Two white girls in flannel nightgowns and red vinyl roller skates with white laces, tracing tentative circles on a cracked blue slate sidewalk at seven o’clock in an evening in July.”

The Fortress of Solitude, Jonathan Lethem

I had real problems with this book.  I bought it for my trip to Lake George, New York, in July, and finished it on my way home from Maine in August, and only then because it was the only book I brought with me (to force me to read it when I was a captive audience in the airplane).  I am torn about it, because I appreciate that it has a lot to recommend it, but I just did not enjoy reading large swaths of the book (other parts I tore through - does this suggest that Lethem needs a better editor?).

It tells the story of Dylan Ebdus, whose parents move to a bad section of Brooklyn, and whose mother then takes off to find herself (ah, yes, the book *is* set in the seventies), and leaves him to fend for himself with his hapless father in a world where he sticks out like a sore thumb - he is the only white kid in his class until he gets into Stuyvesant for high school.*  Dylan struggles to find his place in the world between black and white and rich and poor.  It is also the story of his best friend, Mingus, whose father was a Motown star, but who drifts into a life of crime.

Things that I liked - how Lethem captures that world of Brooklyn in the 1970’s.  The wackily cool superhero angle.  The various father-son relationships - to me, that is what the book was really about, most of all, though of course, race relations runs a close second.  I loved the passage where Dylan’s father and Mingus’s father both emerge into the world.

“Fathers, fathers, why so grim? Today you emerged from your houses, your hiding, and were warmly welcomed.  Smile, fathers.  Relax.  Today the world wants you in it.”  pg. 132, paperback edition. 

Lethem has interesting things to say, for sure, about how we become who we are, and what role our families, our race, and randomness all play a role.

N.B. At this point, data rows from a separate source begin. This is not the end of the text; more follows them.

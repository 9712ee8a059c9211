//! Comparators for min and max heaps
//!
//! [`MinOrder`] and [`MaxOrder`] use the element type's natural [`Ord`].
//! [`MinBy`] and [`MaxBy`] wrap a caller-supplied total order, which is
//! inverted per heap kind exactly like the natural one.
//!
//! # Example
//!
//! ```rust
//! use indexed_heaps::compare::MaxBy;
//! use indexed_heaps::{Heap, HeapInit, Binary};
//!
//! // Longest string first
//! let words = vec!["fig", "banana", "kiwi"];
//! let mut heap = Heap::with_comparator(
//!     words,
//!     Binary,
//!     MaxBy::new(|a: &&str, b: &&str| a.len().cmp(&b.len())),
//!     HeapInit::Build,
//! );
//! assert_eq!(heap.pop(), Ok("banana"));
//! assert_eq!(heap.pop(), Ok("kiwi"));
//! ```

use crate::traits::{Compare, HeapKind};
use std::cmp::Ordering;
use std::fmt;

/// Natural order, smallest element on top
#[derive(Debug, Clone, Copy, Default, PartialEq, Eq)]
pub struct MinOrder;

/// Natural order, largest element on top
#[derive(Debug, Clone, Copy, Default, PartialEq, Eq)]
pub struct MaxOrder;

impl<T: Ord + ?Sized> Compare<T> for MinOrder {
    fn kind(&self) -> HeapKind {
        HeapKind::Min
    }

    #[inline]
    fn comp(&self, a: &T, b: &T) -> bool {
        a > b
    }
}

impl<T: Ord + ?Sized> Compare<T> for MaxOrder {
    fn kind(&self) -> HeapKind {
        HeapKind::Max
    }

    #[inline]
    fn comp(&self, a: &T, b: &T) -> bool {
        a < b
    }
}

/// Custom total order, smallest element on top
#[derive(Clone, Copy)]
pub struct MinBy<F> {
    order: F,
}

/// Custom total order, largest element on top
#[derive(Clone, Copy)]
pub struct MaxBy<F> {
    order: F,
}

impl<F> MinBy<F> {
    /// Wraps `order`, which must be a total order
    pub fn new(order: F) -> Self {
        Self { order }
    }
}

impl<F> MaxBy<F> {
    /// Wraps `order`, which must be a total order
    pub fn new(order: F) -> Self {
        Self { order }
    }
}

impl<T: ?Sized, F: Fn(&T, &T) -> Ordering> Compare<T> for MinBy<F> {
    fn kind(&self) -> HeapKind {
        HeapKind::Min
    }

    #[inline]
    fn comp(&self, a: &T, b: &T) -> bool {
        (self.order)(a, b) == Ordering::Greater
    }
}

impl<T: ?Sized, F: Fn(&T, &T) -> Ordering> Compare<T> for MaxBy<F> {
    fn kind(&self) -> HeapKind {
        HeapKind::Max
    }

    #[inline]
    fn comp(&self, a: &T, b: &T) -> bool {
        (self.order)(a, b) == Ordering::Less
    }
}

impl<F> fmt::Debug for MinBy<F> {
    fn fmt(&self, f: &mut fmt::Formatter<'_>) -> fmt::Result {
        f.debug_struct("MinBy").finish_non_exhaustive()
    }
}

impl<F> fmt::Debug for MaxBy<F> {
    fn fmt(&self, f: &mut fmt::Formatter<'_>) -> fmt::Result {
        f.debug_struct("MaxBy").finish_non_exhaustive()
    }
}
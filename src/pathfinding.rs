//! Dijkstra's and A* search driven by the indexed priority queue
//!
//! The open set is a min [`IndexedPriorityQueue`] holding lightweight node
//! indices keyed by f-score. Relaxing an edge to a node that is still open
//! lowers its key in place with
//! [`update_key`](IndexedPriorityQueue::update_key), which on a min-queue
//! always sifts up, exactly the direction a relaxation needs.
//!
//! A fast hash map (FxHash) maps node states to their bookkeeping entry.
//! Dijkstra is A* with h(n) = 0.
//!
//! # Example
//!
//! ```rust
//! use indexed_heaps::pathfinding::{SearchNode, dijkstra};
//!
//! #[derive(Clone, PartialEq, Eq, Hash)]
//! struct GridPos { x: i32, y: i32, goal_x: i32, goal_y: i32 }
//!
//! impl SearchNode for GridPos {
//!     type Cost = u32;
//!
//!     fn successors(&self) -> Vec<(Self, Self::Cost)> {
//!         vec![
//!             (GridPos { x: self.x + 1, ..self.clone() }, 1),
//!             (GridPos { x: self.x - 1, ..self.clone() }, 1),
//!             (GridPos { y: self.y + 1, ..self.clone() }, 1),
//!             (GridPos { y: self.y - 1, ..self.clone() }, 1),
//!         ]
//!     }
//!
//!     fn is_goal(&self) -> bool {
//!         self.x == self.goal_x && self.y == self.goal_y
//!     }
//! }
//!
//! let start = GridPos { x: 0, y: 0, goal_x: 2, goal_y: 2 };
//! let (path, cost) = dijkstra(&start).unwrap();
//! assert_eq!(cost, 4);
//! assert_eq!(path.len(), 5);
//! ```

use crate::binary::Binary;
use crate::compare::MinOrder;
use crate::priority_queue::IndexedPriorityQueue;
use crate::traits::Arity;
use rustc_hash::FxHashMap;
use std::hash::Hash;
use std::ops::Add;

/// Trait for types that can be used as costs in pathfinding algorithms.
///
/// Costs are ordered, copyable, additive, and `Default` is zero.
pub trait Cost: Ord + Copy + Add<Output = Self> + Default {}

impl<T> Cost for T where T: Ord + Copy + Add<Output = Self> + Default {}

/// Trait for nodes in a search graph.
///
/// The node carries all context needed to generate successors and to
/// recognise a goal.
pub trait SearchNode: Clone + Eq + Hash {
    /// The cost type for edge weights
    type Cost: Cost;

    /// Returns all successor nodes along with the cost to reach them.
    fn successors(&self) -> Vec<(Self, Self::Cost)>;

    /// Returns true if this node is a goal state.
    fn is_goal(&self) -> bool;
}

/// Trait for nodes that can provide a heuristic estimate for A* search.
///
/// The heuristic must be admissible (never overestimate the true cost)
/// for A* to find optimal paths.
pub trait AStarNode: SearchNode {
    /// Returns an estimate of the cost from this node to any goal.
    fn heuristic(&self) -> Self::Cost;
}

/// Internal index type; only these are stored in the queue.
type NodeIndex = usize;

/// Bookkeeping for each discovered node.
struct NodeEntry<N: SearchNode> {
    node: N,
    /// Cost from start (g-score)
    g_score: N::Cost,
    came_from: Option<NodeIndex>,
    closed: bool,
}

/// Open set plus discovered-node tables for one search.
struct PathFinder<N: SearchNode, A: Arity> {
    open: IndexedPriorityQueue<N::Cost, NodeIndex, A, MinOrder>,
    nodes: Vec<NodeEntry<N>>,
    state_to_index: FxHashMap<N, NodeIndex>,
}

impl<N: SearchNode, A: Arity> PathFinder<N, A> {
    fn new(arity: A) -> Self {
        PathFinder {
            open: IndexedPriorityQueue::empty(arity, MinOrder),
            nodes: Vec::new(),
            state_to_index: FxHashMap::default(),
        }
    }

    /// Gets or creates an index for a node state.
    fn get_or_create_index(&mut self, node: N, g_score: N::Cost) -> (NodeIndex, bool) {
        if let Some(&index) = self.state_to_index.get(&node) {
            return (index, false);
        }
        let index = self.nodes.len();
        self.state_to_index.insert(node.clone(), index);
        self.nodes.push(NodeEntry {
            node,
            g_score,
            came_from: None,
            closed: false,
        });
        (index, true)
    }

    /// Reconstructs the path from start to the given node index.
    fn reconstruct_path(&self, mut current: NodeIndex) -> Vec<N> {
        let mut path = vec![self.nodes[current].node.clone()];
        while let Some(prev) = self.nodes[current].came_from {
            path.push(self.nodes[prev].node.clone());
            current = prev;
        }
        path.reverse();
        path
    }

    fn run(
        mut self,
        start: &N,
        heuristic: impl Fn(&N) -> N::Cost,
        max_cost: Option<N::Cost>,
        max_nodes: Option<usize>,
    ) -> Option<(Vec<N>, N::Cost)> {
        let (start_index, _) = self.get_or_create_index(start.clone(), N::Cost::default());
        self.open.push(heuristic(start), start_index);
        let mut expanded = 0usize;

        while let Ok((_, current)) = self.open.pop() {
            if max_nodes.is_some_and(|max| expanded >= max) {
                tracing::debug!(expanded, "search stopped at node limit");
                return None;
            }
            expanded += 1;

            let entry = &mut self.nodes[current];
            entry.closed = true;
            let current_g = entry.g_score;

            if max_cost.is_some_and(|max| current_g > max) {
                continue;
            }

            if entry.node.is_goal() {
                tracing::debug!(expanded, discovered = self.nodes.len(), "goal reached");
                return Some((self.reconstruct_path(current), current_g));
            }

            for (neighbor, edge_cost) in entry.node.successors() {
                let tentative_g = current_g + edge_cost;
                let f = tentative_g + heuristic(&neighbor);
                let (index, is_new) = self.get_or_create_index(neighbor, tentative_g);

                let neighbor_entry = &mut self.nodes[index];
                if neighbor_entry.closed {
                    continue;
                }

                if is_new {
                    neighbor_entry.came_from = Some(current);
                    self.open.push(f, index);
                } else if tentative_g < neighbor_entry.g_score {
                    neighbor_entry.g_score = tentative_g;
                    neighbor_entry.came_from = Some(current);
                    if self.open.update_key(&index, f).is_err() {
                        self.open.push(f, index);
                    }
                }
            }
        }

        tracing::debug!(expanded, "open set exhausted without reaching a goal");
        None
    }
}

/// Runs Dijkstra's algorithm from the start node until `is_goal()` returns true.
///
/// Returns the path (start and goal inclusive) and its cost, or `None` if
/// no goal is reachable.
pub fn dijkstra<N: SearchNode>(start: &N) -> Option<(Vec<N>, N::Cost)> {
    PathFinderBuilder::new(start.clone()).dijkstra()
}

/// Runs A* search from the start node until `is_goal()` returns true.
///
/// Uses the node's `heuristic()` method to guide the search.
pub fn astar<N: AStarNode>(start: &N) -> Option<(Vec<N>, N::Cost)> {
    PathFinderBuilder::new(start.clone()).astar()
}

/// Builder for pathfinding queries with more configuration options.
///
/// ```rust
/// # use indexed_heaps::pathfinding::{PathFinderBuilder, SearchNode};
/// # use indexed_heaps::KAry;
/// # #[derive(Clone, PartialEq, Eq, Hash)]
/// # struct Counter(u32);
/// # impl SearchNode for Counter {
/// #     type Cost = u32;
/// #     fn successors(&self) -> Vec<(Self, u32)> { vec![(Counter(self.0 + 1), 1)] }
/// #     fn is_goal(&self) -> bool { self.0 == 10 }
/// # }
/// let result = PathFinderBuilder::new(Counter(0))
///     .arity(KAry::new(4).unwrap())
///     .max_nodes(100)
///     .dijkstra();
/// assert_eq!(result.map(|(_, cost)| cost), Some(10));
/// ```
pub struct PathFinderBuilder<N: SearchNode, A: Arity = Binary> {
    start: N,
    arity: A,
    max_cost: Option<N::Cost>,
    max_nodes: Option<usize>,
}

impl<N: SearchNode> PathFinderBuilder<N, Binary> {
    /// Creates a new builder starting from the given node.
    pub fn new(start: N) -> Self {
        PathFinderBuilder {
            start,
            arity: Binary,
            max_cost: None,
            max_nodes: None,
        }
    }
}

impl<N: SearchNode, A: Arity> PathFinderBuilder<N, A> {
    /// Sets the branching factor of the open-set queue.
    pub fn arity<B: Arity>(self, arity: B) -> PathFinderBuilder<N, B> {
        PathFinderBuilder {
            start: self.start,
            arity,
            max_cost: self.max_cost,
            max_nodes: self.max_nodes,
        }
    }

    /// Sets the maximum cost to explore.
    pub fn max_cost(mut self, cost: N::Cost) -> Self {
        self.max_cost = Some(cost);
        self
    }

    /// Sets the maximum number of nodes to expand.
    pub fn max_nodes(mut self, count: usize) -> Self {
        self.max_nodes = Some(count);
        self
    }

    /// Runs Dijkstra's algorithm with the configured settings.
    pub fn dijkstra(self) -> Option<(Vec<N>, N::Cost)> {
        PathFinder::new(self.arity).run(
            &self.start,
            |_| N::Cost::default(),
            self.max_cost,
            self.max_nodes,
        )
    }

    /// Runs A* search with the configured settings.
    pub fn astar(self) -> Option<(Vec<N>, N::Cost)>
    where
        N: AStarNode,
    {
        PathFinder::new(self.arity).run(
            &self.start,
            |n: &N| n.heuristic(),
            self.max_cost,
            self.max_nodes,
        )
    }
}

#[cfg(test)]
mod tests {
    use super::*;
    use crate::k_ary::KAry;

    /// Node on a small weighted graph given as an adjacency list
    #[derive(Clone, PartialEq, Eq, Hash, Debug)]
    struct GraphNode {
        id: usize,
        goal: usize,
        edges: &'static [&'static [(usize, u32)]],
    }

    impl SearchNode for GraphNode {
        type Cost = u32;

        fn successors(&self) -> Vec<(Self, u32)> {
            self.edges[self.id]
                .iter()
                .map(|&(to, w)| (GraphNode { id: to, ..self.clone() }, w))
                .collect()
        }

        fn is_goal(&self) -> bool {
            self.id == self.goal
        }
    }

    // 0 -> 1 (4), 0 -> 2 (1), 2 -> 1 (2), 1 -> 3 (1), 2 -> 3 (5)
    const EDGES: &[&[(usize, u32)]] = &[&[(1, 4), (2, 1)], &[(3, 1)], &[(1, 2), (3, 5)], &[]];

    fn ids(path: &[GraphNode]) -> Vec<usize> {
        path.iter().map(|n| n.id).collect()
    }

    #[test]
    fn test_relaxation_uses_update_key() {
        let start = GraphNode { id: 0, goal: 3, edges: EDGES };
        let (path, cost) = dijkstra(&start).unwrap();
        assert_eq!(cost, 4);
        assert_eq!(ids(&path), vec![0, 2, 1, 3]);
    }

    #[test]
    fn test_k_ary_open_set_agrees() {
        let start = GraphNode { id: 0, goal: 3, edges: EDGES };
        let (path, cost) = PathFinderBuilder::new(start)
            .arity(KAry::new(8).unwrap())
            .dijkstra()
            .unwrap();
        assert_eq!(cost, 4);
        assert_eq!(ids(&path), vec![0, 2, 1, 3]);
    }

    #[test]
    fn test_unreachable_goal() {
        let start = GraphNode { id: 3, goal: 0, edges: EDGES };
        assert!(dijkstra(&start).is_none());
    }

    #[test]
    fn test_limits() {
        let start = GraphNode { id: 0, goal: 3, edges: EDGES };
        assert!(PathFinderBuilder::new(start.clone()).max_cost(3).dijkstra().is_none());
        assert!(PathFinderBuilder::new(start.clone()).max_nodes(1).dijkstra().is_none());
        assert!(PathFinderBuilder::new(start).max_nodes(4).dijkstra().is_some());
    }
}
//! Common traits for the array-backed heaps
//!
//! The heap engine is written once against three small capabilities:
//!
//! - [`Compare`]: the ordering relation and the heap kind it realises
//! - [`Arity`]: parent/child arithmetic of the implicit tree
//! - [`NodeStore`]: the dense slot sequence, including the single
//!   [`swap_nodes`](NodeStore::swap_nodes) seam every two-slot mutation
//!   goes through
//!
//! [`Heap`](crate::heap::Heap) and
//! [`IndexedPriorityQueue`](crate::priority_queue::IndexedPriorityQueue)
//! differ only in the [`NodeStore`] they hand to
//! [`HeapCore`](crate::engine::HeapCore): the queue's store overrides the
//! swap to keep its value→index map in lockstep with the slots.

use std::fmt;
use std::ops::Range;

/// Direction of a heap: which extreme sits at the root
#[derive(Debug, Clone, Copy, PartialEq, Eq, Hash)]
pub enum HeapKind {
    /// The smallest element is at the root
    Min,
    /// The largest element is at the root
    Max,
}

impl fmt::Display for HeapKind {
    fn fmt(&self, f: &mut fmt::Formatter<'_>) -> fmt::Result {
        match self {
            HeapKind::Min => write!(f, "min"),
            HeapKind::Max => write!(f, "max"),
        }
    }
}

/// Ordering relation used to place elements in a heap
///
/// `comp(a, b)` returns true when `b` belongs higher in the tree than `a`.
/// A min-heap therefore uses "greater than" and a max-heap "less than".
/// The relation must be consistent with [`kind`](Compare::kind), since the
/// indexed priority queue picks the sift direction of
/// [`update_key`](crate::priority_queue::IndexedPriorityQueue::update_key)
/// from the kind alone.
pub trait Compare<T: ?Sized> {
    /// The heap kind this relation produces
    fn kind(&self) -> HeapKind;

    /// Returns true if `b` should sit above `a`
    fn comp(&self, a: &T, b: &T) -> bool;
}

/// Index arithmetic of an implicit tree with a fixed branching factor
///
/// Slots are positions in a dense zero-indexed sequence of length `len`.
/// Implementations never touch the sequence itself.
pub trait Arity: Copy + fmt::Debug {
    /// Number of children per internal slot
    fn branching(&self) -> usize;

    /// Parent of slot `i`. Only meaningful for `i > 0`.
    fn parent(&self, i: usize) -> usize;

    /// In-bounds children of slot `i`, left to right
    fn children(&self, i: usize, len: usize) -> Range<usize>;

    /// Returns true if `heapify_down` should stop descending at slot `i`
    fn is_leaf(&self, i: usize, len: usize) -> bool;

    /// One past the highest slot visited by a bottom-up build
    fn build_bound(&self, len: usize) -> usize;
}

/// Dense slot sequence the heap engine operates on
///
/// The engine only reads through [`comp`](NodeStore::comp) and only writes
/// through [`swap_nodes`](NodeStore::swap_nodes). A store that keeps side
/// tables (positions, keys) updates them in `swap_nodes` and nowhere else
/// during a sift.
pub trait NodeStore {
    /// Number of live slots
    fn len(&self) -> usize;

    /// Returns true if there are no live slots
    fn is_empty(&self) -> bool {
        self.len() == 0
    }

    /// Applies the heap's comparator to the elements at slots `a` and `b`
    fn comp(&self, a: usize, b: usize) -> bool;

    /// Exchanges the elements at slots `i` and `j`
    fn swap_nodes(&mut self, i: usize, j: usize);
}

What I didn’t like - I get that Lethem is an arty writer, but a lot of the book felt, frankly, overwritten.  It’s like no one ever told him to cut the passages you love best. Even the quote above flirts with going too far into precious nonsense.  Lethem’s story would have been better served with less of that - it covers up what he’s trying to say, in my opinion.  Also, I have to admit that I found it extremely stressful to read about Dylan’s life and all the stupid and irresponsible things he did, and almost did.  The part where he gets kicked out of Bennington (under a pseudonym but still) for dealing coke made me crazy.  I know, I know that I am too type A for my own nature, but I hate reading about other people fucking up in this particular drifty druggy way. Grr.

Recommended for:  People who want to think about race relations in America, New York in the 1970’s, Brooklyn, fathers, son, and motherless children, and have patience for an overwritten book.

*Loved this quote, pg. 218, paperback edition:  “Stuyvesant was Jewish white, Wasp white, hippie white, Chinese, black, Puerto Rican, and much else, but crucially it was nerd, nerd, nerd, nerd, the great family of those able to ace the entrance exam.”  Nerd solidarity, yo.